//! Real engine processes via `tokio::process`.

use super::{EngineExit, EngineHandle, EngineLauncher, EngineSignaller, LaunchSpec};
use crate::config::EngineConfig;
use crate::error::DaemonError;
use crate::platform::{DisplayServer, PlatformFacts};
use async_trait::async_trait;
use nix::sys::signal::{kill, Signal};
use nix::unistd::Pid;
use std::io;
use std::os::unix::process::ExitStatusExt;
use std::process::{Output, Stdio};
use std::time::Duration;
use tokio::process::{Child, Command};
use tokio::sync::{mpsc, oneshot};
use tokio::time::timeout;
use tracing::{debug, info, warn};

/// Upper bound for `pgrep` and `xhost`.
const HELPER_TIMEOUT: Duration = Duration::from_secs(5);

/// Spawns the engine as a child process.
///
/// The child inherits stdout and stderr so its output lands in the same
/// journal as the daemon's. Before the first launch, leftover keymapper
/// processes are stopped and, on X11, local clients are granted access to
/// the X server.
#[derive(Debug, Clone, Default)]
pub struct ProcessLauncher {
    stale_processes: Vec<String>,
    x11_local_access: bool,
}

impl ProcessLauncher {
    /// Launcher using the pre-launch settings from `engine`.
    #[must_use]
    pub fn new(engine: &EngineConfig) -> Self {
        Self {
            stale_processes: engine.stale_processes.clone(),
            x11_local_access: engine.x11_local_access,
        }
    }

    /// SIGTERMs every process whose command line contains `bin/<name>`,
    /// except this one.
    async fn stop_stale(&self) {
        let own = std::process::id();
        for name in &self.stale_processes {
            let pattern = format!("bin/{name}");
            let Some(output) = run_helper("pgrep", &["-f", pattern.as_str()]).await else {
                continue;
            };
            for pid in parse_pids(&output.stdout) {
                if pid == own {
                    continue;
                }
                let Ok(raw) = i32::try_from(pid) else {
                    continue;
                };
                match kill(Pid::from_raw(raw), Signal::SIGTERM) {
                    Ok(()) => info!("Stopped leftover {} process (pid {})", name, pid),
                    Err(nix::errno::Errno::ESRCH) => {}
                    Err(e) => warn!("Failed to stop leftover {} (pid {}): {}", name, pid, e),
                }
            }
        }
    }

    async fn grant_x11_access(&self) {
        match run_helper("xhost", &["+local:"]).await {
            Some(output) if output.status.success() => debug!("Granted local X server access"),
            Some(output) => warn!("xhost +local: failed ({})", output.status),
            None => {}
        }
    }
}

/// Runs a helper tool with a timeout. `None` when it is missing or hangs.
async fn run_helper(program: &str, args: &[&str]) -> Option<Output> {
    let mut command = Command::new(program);
    command
        .args(args)
        .stdin(Stdio::null())
        .stderr(Stdio::null())
        .kill_on_drop(true);

    match timeout(HELPER_TIMEOUT, command.output()).await {
        Ok(Ok(output)) => Some(output),
        Ok(Err(e)) => {
            debug!("{} unavailable: {}", program, e);
            None
        }
        Err(_) => {
            warn!("{} did not finish within {:?}", program, HELPER_TIMEOUT);
            None
        }
    }
}

fn parse_pids(stdout: &[u8]) -> Vec<u32> {
    String::from_utf8_lossy(stdout)
        .lines()
        .filter_map(|line| line.trim().parse().ok())
        .collect()
}

#[derive(Debug, Clone, Copy)]
enum StopRequest {
    Terminate,
    Kill,
}

/// Forwards stop requests to the task that owns the child, so a signal is
/// never sent to a pid that was already reaped.
struct WaiterSignaller {
    tx: mpsc::UnboundedSender<StopRequest>,
}

impl WaiterSignaller {
    fn send(&self, request: StopRequest) -> io::Result<()> {
        self.tx
            .send(request)
            .map_err(|_| io::Error::new(io::ErrorKind::NotFound, "engine has already exited"))
    }
}

impl EngineSignaller for WaiterSignaller {
    fn terminate(&self) -> io::Result<()> {
        self.send(StopRequest::Terminate)
    }

    fn kill(&self) -> io::Result<()> {
        self.send(StopRequest::Kill)
    }
}

fn deliver(child: &mut Child, request: StopRequest) {
    let result = match request {
        StopRequest::Terminate => match child.id().and_then(|id| i32::try_from(id).ok()) {
            Some(pid) => kill(Pid::from_raw(pid), Signal::SIGTERM).map_err(io::Error::from),
            None => Ok(()),
        },
        StopRequest::Kill => child.start_kill(),
    };
    if let Err(e) = result {
        warn!("Failed to deliver {:?} to engine: {}", request, e);
    }
}

#[async_trait]
impl EngineLauncher for ProcessLauncher {
    async fn prepare(&self, facts: &PlatformFacts) {
        self.stop_stale().await;
        if self.x11_local_access && facts.display_server == DisplayServer::X11 {
            self.grant_x11_access().await;
        }
    }

    fn launch(&self, spec: &LaunchSpec) -> Result<EngineHandle, DaemonError> {
        let mut child = Command::new(&spec.program)
            .args(&spec.args)
            .envs(spec.env.iter().map(|(k, v)| (k.as_str(), v.as_str())))
            .stdin(Stdio::null())
            .kill_on_drop(true)
            .spawn()
            .map_err(|e| DaemonError::EngineLaunch(format!("{}: {}", spec.program, e)))?;

        let pid = child.id();
        let (exit_tx, exit_rx) = oneshot::channel();
        let (stop_tx, mut stop_rx) = mpsc::unbounded_channel();

        tokio::spawn(async move {
            let mut requests_open = true;
            let status = loop {
                tokio::select! {
                    status = child.wait() => break status,
                    request = stop_rx.recv(), if requests_open => match request {
                        Some(request) => deliver(&mut child, request),
                        // Nobody can stop the engine any more
                        None => {
                            requests_open = false;
                            deliver(&mut child, StopRequest::Kill);
                        }
                    },
                }
            };

            let exit = match status {
                Ok(status) => status.code().map_or_else(
                    || status.signal().map_or(EngineExit::Unknown, EngineExit::Signal),
                    EngineExit::Code,
                ),
                Err(e) => {
                    warn!("Failed to wait for engine process: {}", e);
                    EngineExit::Unknown
                }
            };
            drop(stop_rx);
            let _ = exit_tx.send(exit);
        });

        Ok(EngineHandle::new(pid, exit_rx, WaiterSignaller { tx: stop_tx }))
    }
}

Work instructions: Here you need to write out the listing above exactly, from its first line to its last.

The answer:
//! Real engine processes via `tokio::process`.

use super::{EngineExit, EngineHandle, EngineLauncher, EngineSignaller, LaunchSpec};
use crate::config::EngineConfig;
use crate::error::DaemonError;
use crate::platform::{DisplayServer, PlatformFacts};
use async_trait::async_trait;
use nix::sys::signal::{kill, Signal};
use nix::unistd::Pid;
use std::io;
use std::os::unix::process::ExitStatusExt;
use std::process::{Output, Stdio};
use std::time::Duration;
use tokio::process::{Child, Command};
use tokio::sync::{mpsc, oneshot};
use tokio::time::timeout;
use tracing::{debug, info, warn};

/// Upper bound for `pgrep` and `xhost`.
const HELPER_TIMEOUT: Duration = Duration::from_secs(5);

/// Spawns the engine as a child process.
///
/// The child inherits stdout and stderr so its output lands in the same
/// journal as the daemon's. Before the first launch, leftover keymapper
/// processes are stopped and, on X11, local clients are granted access to
/// the X server.
#[derive(Debug, Clone, Default)]
pub struct ProcessLauncher {
    stale_processes: Vec<String>,
    x11_local_access: bool,
}

impl ProcessLauncher {
    /// Launcher using the pre-launch settings from `engine`.
    #[must_use]
    pub fn new(engine: &EngineConfig) -> Self {
        Self {
            stale_processes: engine.stale_processes.clone(),
            x11_local_access: engine.x11_local_access,
        }
    }

    /// SIGTERMs every process whose command line contains `bin/<name>`,
    /// except this one.
    async fn stop_stale(&self) {
        let own = std::process::id();
        for name in &self.stale_processes {
            let pattern = format!("bin/{name}");
            let Some(output) = run_helper("pgrep", &["-f", pattern.as_str()]).await else {
                continue;
            };
            for pid in parse_pids(&output.stdout) {
                if pid == own {
                    continue;
                }
                let Ok(raw) = i32::try_from(pid) else {
                    continue;
                };
                match kill(Pid::from_raw(raw), Signal::SIGTERM) {
                    Ok(()) => info!("Stopped leftover {} process (pid {})", name, pid),
                    Err(nix::errno::Errno::ESRCH) => {}
                    Err(e) => warn!("Failed to stop leftover {} (pid {}): {}", name, pid, e),
                }
            }
        }
    }

    async fn grant_x11_access(&self) {
        match run_helper("xhost", &["+local:"]).await {
            Some(output) if output.status.success() => debug!("Granted local X server access"),
            Some(output) => warn!("xhost +local: failed ({})", output.status),
            None => {}
        }
    }
}

/// Runs a helper tool with a timeout. `None` when it is missing or hangs.
async fn run_helper(program: &str, args: &[&str]) -> Option<Output> {
    let mut command = Command::new(program);
    command
        .args(args)
        .stdin(Stdio::null())
        .stderr(Stdio::null())
        .kill_on_drop(true);

    match timeout(HELPER_TIMEOUT, command.output()).await {
        Ok(Ok(output)) => Some(output),
        Ok(Err(e)) => {
            debug!("{} unavailable: {}", program, e);
            None
        }
        Err(_) => {
            warn!("{} did not finish within {:?}", program, HELPER_TIMEOUT);
            None
        }
    }
}

fn parse_pids(stdout: &[u8]) -> Vec<u32> {
    String::from_utf8_lossy(stdout)
        .lines()
        .filter_map(|line| line.trim().parse().ok())
        .collect()
}

#[derive(Debug, Clone, Copy)]
enum StopRequest {
    Terminate,
    Kill,
}

/// Forwards stop requests to the task that owns the child, so a signal is
/// never sent to a pid that was already reaped.
struct WaiterSignaller {
    tx: mpsc::UnboundedSender<StopRequest>,
}

impl WaiterSignaller {
    fn send(&self, request: StopRequest) -> io::Result<()> {
        self.tx
            .send(request)
            .map_err(|_| io::Error::new(io::ErrorKind::NotFound, "engine has already exited"))
    }
}

impl EngineSignaller for WaiterSignaller {
    fn terminate(&self) -> io::Result<()> {
        self.send(StopRequest::Terminate)
    }

    fn kill(&self) -> io::Result<()> {
        self.send(StopRequest::Kill)
    }
}

fn deliver(child: &mut Child, request: StopRequest) {
    let result = match request {
        StopRequest::Terminate => match child.id().and_then(|id| i32::try_from(id).ok()) {
            Some(pid) => kill(Pid::from_raw(pid), Signal::SIGTERM).map_err(io::Error::from),
            None => Ok(()),
        },
        StopRequest::Kill => child.start_kill(),
    };
    if let Err(e) = result {
        warn!("Failed to deliver {:?} to engine: {}", request, e);
    }
}

#[async_trait]
impl EngineLauncher for ProcessLauncher {
    async fn prepare(&self, facts: &PlatformFacts) {
        self.stop_stale().await;
        if self.x11_local_access && facts.display_server == DisplayServer::X11 {
            self.grant_x11_access().await;
        }
    }

    fn launch(&self, spec: &LaunchSpec) -> Result<EngineHandle, DaemonError> {
        let mut child = Command::new(&spec.program)
            .args(&spec.args)
            .envs(spec.env.iter().map(|(k, v)| (k.as_str(), v.as_str())))
            .stdin(Stdio::null())
            .kill_on_drop(true)
            .spawn()
            .map_err(|e| DaemonError::EngineLaunch(format!("{}: {}", spec.program, e)))?;

        let pid = child.id();
        let (exit_tx, exit_rx) = oneshot::channel();
        let (stop_tx, mut stop_rx) = mpsc::unbounded_channel();

        tokio::spawn(async move {
            let mut requests_open = true;
            let status = loop {
                tokio::select! {
                    status = child.wait() => break status,
                    request = stop_rx.recv(), if requests_open => match request {
                        Some(request) => deliver(&mut child, request),
                        // Nobody can stop the engine any more
                        None => {
                            requests_open = false;
                            deliver(&mut child, StopRequest::Kill);
                        }
                    },
                }
            };

            let exit = match status {
                Ok(status) => status.code().map_or_else(
                    || status.signal().map_or(EngineExit::Unknown, EngineExit::Signal),
                    EngineExit::Code,
                ),
                Err(e) => {
                    warn!("Failed to wait for engine process: {}", e);
                    EngineExit::Unknown
                }
            };
            drop(stop_rx);
            let _ = exit_tx.send(exit);
        });

        Ok(EngineHandle::new(pid, exit_rx, WaiterSignaller { tx: stop_tx }))
    }
}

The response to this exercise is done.